Sin ser las únicas, tres son las ideas predominantes al respecto: la del golpe de Estado; la negación de tal hecho, en lugar del cual se reivindican términos tales como “revolución”, “levantamiento”, “rebelión” o movilización “pacífica”, pero que mutuamente son inconsistentes; y la idea del “autogolpe” o del “golpe a la democracia”, que el propio Evo Morales habría operado al buscar su reelección por medios ilegales, y en cuya idea paradójicamente convergen feministas y conservadores, críticos y conversos.
No obstante, lo curioso de tales ideas radica en su carácter retrógrado, en un tiempo en el cual la realidad rápidamente cambiante orilla a la laxitud conceptual, obliga a la flexibilidad teórica y a la liquidez categorial. En ese sentido, cualquier estudioso serio de los golpes de Estado sostiene que este fenómeno ya no puede ser entendido a la vieja usanza, y que los epifenómenos imponen más bien la necesidad de adjetivarlo, sin que por ello el significante pierda su esencia.

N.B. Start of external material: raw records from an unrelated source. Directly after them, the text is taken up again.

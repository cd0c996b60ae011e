//! The Order aggregate and its value objects.

use chrono::{DateTime, Utc};
use common::{Money, OrderId, OrderNumber, ProductId, UserId};
use serde::{Deserialize, Serialize};

use crate::status::{OrderStatus, PaymentMethod, PaymentStatus};

/// A line item in an order.
///
/// Fixed at creation; an order is an immutable snapshot of what was
/// purchased, priced from the catalog at creation time.
#[derive(Debug, Clone, PartialEq, Eq, Serialize, Deserialize)]
pub struct OrderItem {
    /// The product identifier.
    pub product_id: ProductId,

    /// Product name at purchase time.
    pub product_name: String,

    /// Price per unit at purchase time.
    pub unit_price: Money,

    /// Quantity ordered.
    pub quantity: u32,

    /// Reference to the product image shown at purchase time.
    pub image_ref: Option<String>,
}

impl OrderItem {
    /// Creates a new order item.
    pub fn new(
        product_id: impl Into<ProductId>,
        product_name: impl Into<String>,
        unit_price: Money,
        quantity: u32,
    ) -> Self {
        Self {
            product_id: product_id.into(),
            product_name: product_name.into(),
            unit_price,
            quantity,
            image_ref: None,
        }
    }

    /// Returns the total price for this line (quantity * unit_price).
    pub fn line_total(&self) -> Money {
        self.unit_price.multiply(self.quantity)
    }
}

/// Shipping destination, immutable after creation.
#[derive(Debug, Clone, PartialEq, Eq, Serialize, Deserialize)]
pub struct ShippingAddress {
    pub name: String,
    pub phone: String,
    pub line1: String,
    pub line2: Option<String>,
    pub city: String,
    pub state: String,
    pub postal_code: String,
    pub country: String,
}

/// One entry in an order's status history.
#[derive(Debug, Clone, PartialEq, Eq, Serialize, Deserialize)]
pub struct StatusChange {
    pub status: OrderStatus,
    pub changed_at: DateTime<Utc>,
}

/// The Order aggregate root.
///
/// `items`, `total`, `shipping_address`, `user_id`, and the
/// identifiers never change after creation. Everything else mutates
/// only through the repository's conditional update.
#[derive(Debug, Clone, PartialEq, Serialize, Deserialize)]
pub struct Order {
    pub id: OrderId,
    pub order_number: OrderNumber,
    pub user_id: UserId,
    pub items: Vec<OrderItem>,
    pub total: Money,
    pub status: OrderStatus,
    pub payment_status: PaymentStatus,
    pub payment_method: PaymentMethod,
    pub payment_reference: Option<String>,
    pub paid_at: Option<DateTime<Utc>>,
    pub shipping_address: ShippingAddress,
    pub tracking_number: Option<String>,
    pub notes: Option<String>,
    pub status_history: Vec<StatusChange>,
    pub created_at: DateTime<Utc>,
    pub updated_at: DateTime<Utc>,
}

impl Order {
    /// Builds a freshly created order in `Pending`/`Pending`.
    ///
    /// The total is computed from the items; callers are expected to
    /// have priced the items from the catalog already.
    pub fn create(
        user_id: UserId,
        items: Vec<OrderItem>,
        shipping_address: ShippingAddress,
        payment_method: PaymentMethod,
        notes: Option<String>,
        now: DateTime<Utc>,
    ) -> Self {
        let total = items.iter().map(OrderItem::line_total).sum();
        Self {
            id: OrderId::new(),
            order_number: OrderNumber::generate(now),
            user_id,
            items,
            total,
            status: OrderStatus::Pending,
            payment_status: PaymentStatus::Pending,
            payment_method,
            payment_reference: None,
            paid_at: None,
            shipping_address,
            tracking_number: None,
            notes,
            status_history: vec![StatusChange {
                status: OrderStatus::Pending,
                changed_at: now,
            }],
            created_at: now,
            updated_at: now,
        }
    }

    /// Returns the number of line items.
    pub fn item_count(&self) -> usize {
        self.items.len()
    }

    /// Returns true if the order belongs to the given user.
    pub fn is_owned_by(&self, user_id: UserId) -> bool {
        self.user_id == user_id
    }
}
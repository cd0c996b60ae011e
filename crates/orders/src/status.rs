//! Order status state machine and payment enums.

use serde::{Deserialize, Serialize};

/// The status of an order in its lifecycle.
///
/// Allowed transitions:
/// ```text
/// Pending ──► Confirmed ──► Processing ──► Shipped ──► Delivered
///    │            │
///    └────────────┴──► Cancelled
/// ```
#[derive(Debug, Clone, Copy, PartialEq, Eq, Hash, Serialize, Deserialize, Default)]
#[serde(rename_all = "snake_case")]
pub enum OrderStatus {
    /// Order created, awaiting payment.
    #[default]
    Pending,

    /// Payment confirmed (or manually confirmed by an admin).
    Confirmed,

    /// Order is being picked and packed.
    Processing,

    /// Order handed to the carrier.
    Shipped,

    /// Order received by the customer (terminal).
    Delivered,

    /// Order was cancelled (terminal).
    Cancelled,
}

impl OrderStatus {
    /// Returns true if the transition to `target` is in the table above.
    pub fn can_transition_to(&self, target: OrderStatus) -> bool {
        use OrderStatus::*;
        matches!(
            (self, target),
            (Pending, Confirmed)
                | (Pending, Cancelled)
                | (Confirmed, Processing)
                | (Confirmed, Cancelled)
                | (Processing, Shipped)
                | (Shipped, Delivered)
        )
    }

    /// Returns true if a customer may still cancel in this status.
    pub fn can_cancel(&self) -> bool {
        matches!(self, OrderStatus::Pending | OrderStatus::Confirmed)
    }

    /// Returns true if this is a terminal status.
    pub fn is_terminal(&self) -> bool {
        matches!(self, OrderStatus::Delivered | OrderStatus::Cancelled)
    }

    /// Returns true if a tracking number may be attached when moving
    /// into this status.
    pub fn accepts_tracking_number(&self) -> bool {
        matches!(
            self,
            OrderStatus::Processing | OrderStatus::Shipped | OrderStatus::Delivered
        )
    }

    /// Returns the wire name of the status.
    pub fn as_str(&self) -> &'static str {
        match self {
            OrderStatus::Pending => "pending",
            OrderStatus::Confirmed => "confirmed",
            OrderStatus::Processing => "processing",
            OrderStatus::Shipped => "shipped",
            OrderStatus::Delivered => "delivered",
            OrderStatus::Cancelled => "cancelled",
        }
    }

    /// Parses a wire name back into a status.
    pub fn parse(s: &str) -> Option<OrderStatus> {
        match s {
            "pending" => Some(OrderStatus::Pending),
            "confirmed" => Some(OrderStatus::Confirmed),
            "processing" => Some(OrderStatus::Processing),
            "shipped" => Some(OrderStatus::Shipped),
            "delivered" => Some(OrderStatus::Delivered),
            "cancelled" => Some(OrderStatus::Cancelled),
            _ => None,
        }
    }

    /// All statuses, for exhaustive table tests.
    pub const ALL: [OrderStatus; 6] = [
        OrderStatus::Pending,
        OrderStatus::Confirmed,
        OrderStatus::Processing,
        OrderStatus::Shipped,
        OrderStatus::Delivered,
        OrderStatus::Cancelled,
    ];
}

impl std::fmt::Display for OrderStatus {
    fn fmt(&self, f: &mut std::fmt::Formatter<'_>) -> std::fmt::Result {
        write!(f, "{}", self.as_str())
    }
}

/// Settlement state of an order's payment.
#[derive(Debug, Clone, Copy, PartialEq, Eq, Hash, Serialize, Deserialize, Default)]
#[serde(rename_all = "snake_case")]
pub enum PaymentStatus {
    /// No successful settlement yet; retries are allowed.
    #[default]
    Pending,

    /// Exactly one successful settlement has been recorded.
    Paid,

    /// Settlement permanently failed (reserved for out-of-band
    /// reconciliation; gateway declines leave the order Pending).
    Failed,
}

impl PaymentStatus {
    /// Returns the wire name of the payment status.
    pub fn as_str(&self) -> &'static str {
        match self {
            PaymentStatus::Pending => "pending",
            PaymentStatus::Paid => "paid",
            PaymentStatus::Failed => "failed",
        }
    }

    /// Parses a wire name back into a payment status.
    pub fn parse(s: &str) -> Option<PaymentStatus> {
        match s {
            "pending" => Some(PaymentStatus::Pending),
            "paid" => Some(PaymentStatus::Paid),
            "failed" => Some(PaymentStatus::Failed),
            _ => None,
        }
    }
}

impl std::fmt::Display for PaymentStatus {
    fn fmt(&self, f: &mut std::fmt::Formatter<'_>) -> std::fmt::Result {
        write!(f, "{}", self.as_str())
    }
}

/// Supported payment methods.
///
/// A closed set: gateway dispatch is an exhaustive match, so adding a
/// method forces every handler site to be updated.
#[derive(Debug, Clone, Copy, PartialEq, Eq, Hash, Serialize, Deserialize)]
#[serde(rename_all = "snake_case")]
pub enum PaymentMethod {
    CreditCard,
    BankTransfer,
    CashOnDelivery,
}

impl PaymentMethod {
    /// Returns the wire name of the method.
    pub fn as_str(&self) -> &'static str {
        match self {
            PaymentMethod::CreditCard => "credit_card",
            PaymentMethod::BankTransfer => "bank_transfer",
            PaymentMethod::CashOnDelivery => "cash_on_delivery",
        }
    }

    /// Parses a wire name back into a method.
    pub fn parse(s: &str) -> Option<PaymentMethod> {
        match s {
            "credit_card" => Some(PaymentMethod::CreditCard),
            "bank_transfer" => Some(PaymentMethod::BankTransfer),
            "cash_on_delivery" => Some(PaymentMethod::CashOnDelivery),
            _ => None,
        }
    }

    /// All supported methods.
    pub const ALL: [PaymentMethod; 3] = [
        PaymentMethod::CreditCard,
        PaymentMethod::BankTransfer,
        PaymentMethod::CashOnDelivery,
    ];
}

impl std::fmt::Display for PaymentMethod {
    fn fmt(&self, f: &mut std::fmt::Formatter<'_>) -> std::fmt::Result {
        write!(f, "{}", self.as_str())
    }
}

#[cfg(test)]
mod tests {
    use super::*;

    #[test]
    fn test_default_status_is_pending() {
        assert_eq!(OrderStatus::default(), OrderStatus::Pending);
        assert_eq!(PaymentStatus::default(), PaymentStatus::Pending);
    }

    #[test]
    fn test_allowed_transitions() {
        use OrderStatus::*;
        assert!(Pending.can_transition_to(Confirmed));
        assert!(Pending.can_transition_to(Cancelled));
        assert!(Confirmed.can_transition_to(Processing));
        assert!(Confirmed.can_transition_to(Cancelled));
        assert!(Processing.can_transition_to(Shipped));
        assert!(Shipped.can_transition_to(Delivered));
    }

    #[test]
    fn test_transition_table_is_closed() {
        use OrderStatus::*;
        let allowed = [
            (Pending, Confirmed),
            (Pending, Cancelled),
            (Confirmed, Processing),
            (Confirmed, Cancelled),
            (Processing, Shipped),
            (Shipped, Delivered),
        ];

        for from in OrderStatus::ALL {
            for to in OrderStatus::ALL {
                let expected = allowed.contains(&(from, to));
                assert_eq!(
                    from.can_transition_to(to),
                    expected,
                    "transition {from} -> {to}"
                );
            }
        }
    }

    #[test]
    fn test_can_cancel_only_pending_and_confirmed() {
        assert!(OrderStatus::Pending.can_cancel());
        assert!(OrderStatus::Confirmed.can_cancel());
        assert!(!OrderStatus::Processing.can_cancel());
        assert!(!OrderStatus::Shipped.can_cancel());
        assert!(!OrderStatus::Delivered.can_cancel());
        assert!(!OrderStatus::Cancelled.can_cancel());
    }

    #[test]
    fn test_terminal_states() {
        assert!(OrderStatus::Delivered.is_terminal());
        assert!(OrderStatus::Cancelled.is_terminal());
        assert!(!OrderStatus::Pending.is_terminal());
        assert!(!OrderStatus::Shipped.is_terminal());
    }

    #[test]
    fn test_tracking_number_needs_processing_or_later() {
        assert!(!OrderStatus::Pending.accepts_tracking_number());
        assert!(!OrderStatus::Confirmed.accepts_tracking_number());
        assert!(OrderStatus::Processing.accepts_tracking_number());
        assert!(OrderStatus::Shipped.accepts_tracking_number());
        assert!(OrderStatus::Delivered.accepts_tracking_number());
        assert!(!OrderStatus::Cancelled.accepts_tracking_number());
    }

    #[test]
    fn test_status_wire_names_roundtrip() {
        for status in OrderStatus::ALL {
            assert_eq!(OrderStatus::parse(status.as_str()), Some(status));
        }
        assert_eq!(OrderStatus::parse("unknown"), None);
    }

    #[test]
    fn test_payment_method_wire_names_roundtrip() {
        for method in PaymentMethod::ALL {
            assert_eq!(PaymentMethod::parse(method.as_str()), Some(method));
        }
        assert_eq!(PaymentMethod::parse("crypto"), None);
    }

    #[test]
    fn test_serde_uses_snake_case() {
        let json = serde_json::to_string(&PaymentMethod::CashOnDelivery).unwrap();
        assert_eq!(json, "\"cash_on_delivery\"");
        let json = serde_json::to_string(&OrderStatus::Processing).unwrap();
        assert_eq!(json, "\"processing\"");
    }
}
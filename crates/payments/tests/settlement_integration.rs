//! End-to-end settlement scenarios against the in-memory repository.

use std::sync::Arc;

use catalog::{InMemoryCatalog, Product};
use chrono::{TimeZone, Utc};
use common::{FixedClock, Money, UserId};
use orders::{
    InMemoryOrderRepository, Order, OrderItem, OrderRepository, OrderStatus, PaymentMethod,
    PaymentStatus, ShippingAddress,
};
use payments::{
    CARD_DECLINED, CARD_EXPIRED, MockGateway, NoLatency, PaymentDetails, PaymentError,
    SettlementService,
};

fn address() -> ShippingAddress {
    ShippingAddress {
        name: "Ada Lovelace".to_string(),
        phone: "+1-555-0100".to_string(),
        line1: "1 Analytical Way".to_string(),
        line2: None,
        city: "London".to_string(),
        state: "LDN".to_string(),
        postal_code: "SW1A".to_string(),
        country: "GB".to_string(),
    }
}

fn card(number: &str) -> PaymentDetails {
    PaymentDetails {
        card_number: Some(number.to_string()),
        card_holder: Some("Ada Lovelace".to_string()),
        expiry_month: Some(12),
        expiry_year: Some(2027),
        cvv: Some("123".to_string()),
        ..PaymentDetails::default()
    }
}

struct Harness {
    service: Arc<SettlementService<InMemoryOrderRepository, InMemoryCatalog>>,
    repo: InMemoryOrderRepository,
    catalog: InMemoryCatalog,
}

async fn harness() -> Harness {
    let repo = InMemoryOrderRepository::new();
    let catalog = InMemoryCatalog::new();
    catalog.put_product(Product::new(
        "SKU-001",
        "Widget",
        Money::from_cents(9999),
        10,
    ));

    let clock = Arc::new(FixedClock(
        Utc.with_ymd_and_hms(2026, 8, 26, 12, 0, 0).unwrap(),
    ));
    let gateway = MockGateway::with_parts(Arc::new(NoLatency), clock.clone());
    let service = Arc::new(SettlementService::with_parts(
        repo.clone(),
        catalog.clone(),
        gateway,
        clock,
    ));

    Harness {
        service,
        repo,
        catalog,
    }
}

async fn pending_order(repo: &InMemoryOrderRepository) -> Order {
    let order = Order::create(
        UserId::new(),
        vec![OrderItem::new(
            "SKU-001",
            "Widget",
            Money::from_cents(9999),
            2,
        )],
        address(),
        PaymentMethod::CreditCard,
        None,
        Utc::now(),
    );
    repo.insert(order.clone()).await.unwrap();
    order
}

#[tokio::test]
async fn test_successful_card_settlement() {
    let h = harness().await;
    let order = pending_order(&h.repo).await;

    let settlement = h
        .service
        .process_payment(order.id, PaymentMethod::CreditCard, &card("4111111111111111"))
        .await
        .unwrap();

    assert_eq!(settlement.status, "completed");
    assert_eq!(settlement.amount.cents(), 19998);
    assert!(settlement.reference.starts_with("PAY-"));

    let stored = h.repo.find_by_id(order.id).await.unwrap().unwrap();
    assert_eq!(stored.status, OrderStatus::Confirmed);
    assert_eq!(stored.payment_status, PaymentStatus::Paid);
    assert_eq!(stored.payment_reference, Some(settlement.reference));
    assert!(stored.paid_at.is_some());
    assert_eq!(stored.status_history.len(), 2);
}

#[tokio::test]
async fn test_declined_card_leaves_order_pending() {
    let h = harness().await;
    let order = pending_order(&h.repo).await;

    let err = h
        .service
        .process_payment(order.id, PaymentMethod::CreditCard, &card(CARD_DECLINED))
        .await
        .unwrap_err();
    assert!(matches!(err, PaymentError::Declined));

    let stored = h.repo.find_by_id(order.id).await.unwrap().unwrap();
    assert_eq!(stored.status, OrderStatus::Pending);
    assert_eq!(stored.payment_status, PaymentStatus::Pending);
    assert!(stored.payment_reference.is_none());
    assert!(stored.paid_at.is_none());
    assert_eq!(h.catalog.stock_of(&"SKU-001".into()), Some(10));
}

#[tokio::test]
async fn test_expired_card_is_distinct_from_declined() {
    let h = harness().await;
    let order = pending_order(&h.repo).await;

    let err = h
        .service
        .process_payment(order.id, PaymentMethod::CreditCard, &card(CARD_EXPIRED))
        .await
        .unwrap_err();
    assert!(matches!(err, PaymentError::Expired));
}

#[tokio::test]
async fn test_concurrent_settlements_have_exactly_one_winner() {
    let h = harness().await;
    let order = pending_order(&h.repo).await;

    let card_a = card("4111111111111111");
    let card_b = card("4111111111111111");
    let (a, b) = tokio::join!(
        h.service
            .process_payment(order.id, PaymentMethod::CreditCard, &card_a),
        h.service
            .process_payment(order.id, PaymentMethod::CreditCard, &card_b),
    );

    assert!(
        a.is_ok() ^ b.is_ok(),
        "exactly one settlement must win: a={:?} b={:?}",
        a.as_ref().map(|s| &s.reference),
        b.as_ref().map(|s| &s.reference)
    );
    let (winner, loser) = if a.is_ok() {
        (a.unwrap(), b.unwrap_err())
    } else {
        (b.unwrap(), a.unwrap_err())
    };
    // The loser hits either the early check or the lost conditional
    // update; both map to AlreadyPaid.
    assert!(matches!(loser, PaymentError::AlreadyPaid));

    let stored = h.repo.find_by_id(order.id).await.unwrap().unwrap();
    assert_eq!(stored.payment_status, PaymentStatus::Paid);
    assert_eq!(stored.payment_reference, Some(winner.reference));

    // Stock was decremented exactly once.
    assert_eq!(h.catalog.stock_of(&"SKU-001".into()), Some(8));
}

#[tokio::test]
async fn test_retry_after_settlement_keeps_first_reference() {
    let h = harness().await;
    let order = pending_order(&h.repo).await;

    let first = h
        .service
        .process_payment(order.id, PaymentMethod::CreditCard, &card("4111111111111111"))
        .await
        .unwrap();

    let err = h
        .service
        .process_payment(
            order.id,
            PaymentMethod::BankTransfer,
            &PaymentDetails {
                account_number: Some("1234567890".to_string()),
                routing_number: Some("12345678".to_string()),
                ..PaymentDetails::default()
            },
        )
        .await
        .unwrap_err();
    assert!(matches!(err, PaymentError::AlreadyPaid));

    let stored = h.repo.find_by_id(order.id).await.unwrap().unwrap();
    assert_eq!(stored.payment_method, PaymentMethod::CreditCard);
    assert_eq!(stored.payment_reference, Some(first.reference));
    assert_eq!(h.catalog.stock_of(&"SKU-001".into()), Some(8));
}

#[tokio::test]
async fn test_retry_after_decline_succeeds() {
    let h = harness().await;
    let order = pending_order(&h.repo).await;

    let err = h
        .service
        .process_payment(order.id, PaymentMethod::CreditCard, &card(CARD_DECLINED))
        .await
        .unwrap_err();
    assert!(matches!(err, PaymentError::Declined));

    let settlement = h
        .service
        .process_payment(order.id, PaymentMethod::CreditCard, &card("4111111111111111"))
        .await
        .unwrap();
    assert_eq!(settlement.status, "completed");

    let stored = h.repo.find_by_id(order.id).await.unwrap().unwrap();
    assert_eq!(stored.payment_status, PaymentStatus::Paid);
}

#[tokio::test]
async fn test_settling_admin_confirmed_order_keeps_status() {
    let h = harness().await;
    let order = pending_order(&h.repo).await;

    // Simulate an admin confirming before payment arrives.
    let applied = h
        .repo
        .conditional_update(
            order.id,
            orders::UpdateGuard::status_is(OrderStatus::Pending),
            orders::OrderPatch::set_status(OrderStatus::Confirmed),
        )
        .await
        .unwrap();
    assert!(applied);

    let settlement = h
        .service
        .process_payment(order.id, PaymentMethod::CreditCard, &card("4111111111111111"))
        .await
        .unwrap();
    assert_eq!(settlement.status, "completed");

    let stored = h.repo.find_by_id(order.id).await.unwrap().unwrap();
    assert_eq!(stored.status, OrderStatus::Confirmed);
    assert_eq!(stored.payment_status, PaymentStatus::Paid);
    // Confirmed appears once in the history, from the admin update.
    let confirmed_entries = stored
        .status_history
        .iter()
        .filter(|c| c.status == OrderStatus::Confirmed)
        .count();
    assert_eq!(confirmed_entries, 1);
}

#[tokio::test]
async fn test_missing_details_reported_per_field() {
    let h = harness().await;
    let order = pending_order(&h.repo).await;

    let err = h
        .service
        .process_payment(order.id, PaymentMethod::CreditCard, &PaymentDetails::default())
        .await
        .unwrap_err();

    match err {
        PaymentError::MissingFields(errors) => {
            assert!(errors.iter().any(|e| e.field == "card_number"));
            assert!(errors.iter().any(|e| e.field == "cvv"));
        }
        other => panic!("expected MissingFields, got {other:?}"),
    }
}

#[tokio::test]
async fn test_cash_on_delivery_settles_without_details() {
    let h = harness().await;
    let order = pending_order(&h.repo).await;

    let settlement = h
        .service
        .process_payment(
            order.id,
            PaymentMethod::CashOnDelivery,
            &PaymentDetails::default(),
        )
        .await
        .unwrap();

    let stored = h.repo.find_by_id(order.id).await.unwrap().unwrap();
    assert_eq!(stored.payment_status, PaymentStatus::Paid);
    assert_eq!(stored.payment_method, PaymentMethod::CashOnDelivery);
    assert_eq!(stored.payment_reference, Some(settlement.reference));
}
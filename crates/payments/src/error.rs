//! Payment error types.

use common::OrderId;
use orders::{OrderStatus, RepositoryError};
use thiserror::Error;

use crate::validate::FieldError;

/// Errors that can occur while settling a payment.
///
/// Gateway declines are expected outcomes, not faults: they carry a
/// structured reason so the caller can show an actionable message, and
/// they never mutate the order.
#[derive(Debug, Error)]
pub enum PaymentError {
    /// Order does not exist.
    #[error("Order not found: {0}")]
    OrderNotFound(OrderId),

    /// Order already has a successful settlement recorded.
    #[error("Order has already been paid")]
    AlreadyPaid,

    /// Order reached a terminal status and will never ship; payment
    /// is refused rather than collected for nothing.
    #[error("Order is {status} and can no longer be paid")]
    OrderClosed { status: OrderStatus },

    /// A concurrent update changed the order between read and write;
    /// the order is still payable.
    #[error("Order was modified concurrently, please retry")]
    ConcurrentUpdate,

    /// Requested method is not one of the supported enum values.
    #[error("Unsupported payment method: {0}")]
    InvalidMethod(String),

    /// Gateway declined the charge.
    #[error("Payment declined by gateway")]
    Declined,

    /// Gateway reported the card as expired.
    #[error("Card has expired")]
    Expired,

    /// Required payment detail fields are missing or malformed.
    #[error("Payment details are invalid")]
    MissingFields(Vec<FieldError>),

    /// Repository failure.
    #[error("Repository error: {0}")]
    Repository(#[from] RepositoryError),
}

impl PaymentError {
    /// Stable machine-readable code for the API `error` field.
    pub fn code(&self) -> &'static str {
        match self {
            PaymentError::OrderNotFound(_) => "order_not_found",
            PaymentError::AlreadyPaid => "already_paid",
            PaymentError::OrderClosed { .. } => "order_closed",
            PaymentError::ConcurrentUpdate => "conflict",
            PaymentError::InvalidMethod(_) => "invalid_method",
            PaymentError::Declined => "declined",
            PaymentError::Expired => "expired",
            PaymentError::MissingFields(_) => "missing_fields",
            PaymentError::Repository(_) => "internal",
        }
    }
}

Así, desde hace medio siglo se definen categorías como golpe civil, civil-militar, policial, haciendo plausible un “golpe cívico-político-policial”.
En segundo lugar, la hipótesis del fraude electoral resulta más insatisfactoria todavía, ya que a pesar de la idea instalada en el imaginario popular, como posverdad, inclusive mucho antes de las elecciones, no se ha expresado más que emocionalmente. El “héroe” sin capa, pero con laptop, no presentó una sola prueba irrefutable de acto fraudulento, sino una serie de supuestos que de hecho constituyen la base del informe que la Organización de Estados Americanos (OEA) presentó como “Análisis de Integridad Electoral”, en razón de la auditoría electoral que realizó sobre una muestra del 13,5% del total de actas computadas. Aun así, éste no contiene una sola mención del término “fraude”, a diferencia del de “manipulación” (27), irregularidad (21), “inconsistencia” (16), “error” (14), y “falla” (10), escrutando privilegiadamente, sin embargo, el Sistema de Transmisión de Resultados Electorales Preliminares (TREP). En ausencia de certezas y en un campo político minado, estas ideas que buscan imponerse como verdades derivan en un simple acto propagandístico. La verdad, en cambio, requiere de pensamiento crítico, y éste parece encontrarse en crisis, por el alineamiento de los actores influyentes a los apetitos del poder transitorio. Evidencias recientes y viralizadas de sedición dan cuenta incluso de que el relato gubernamental resulta falsario.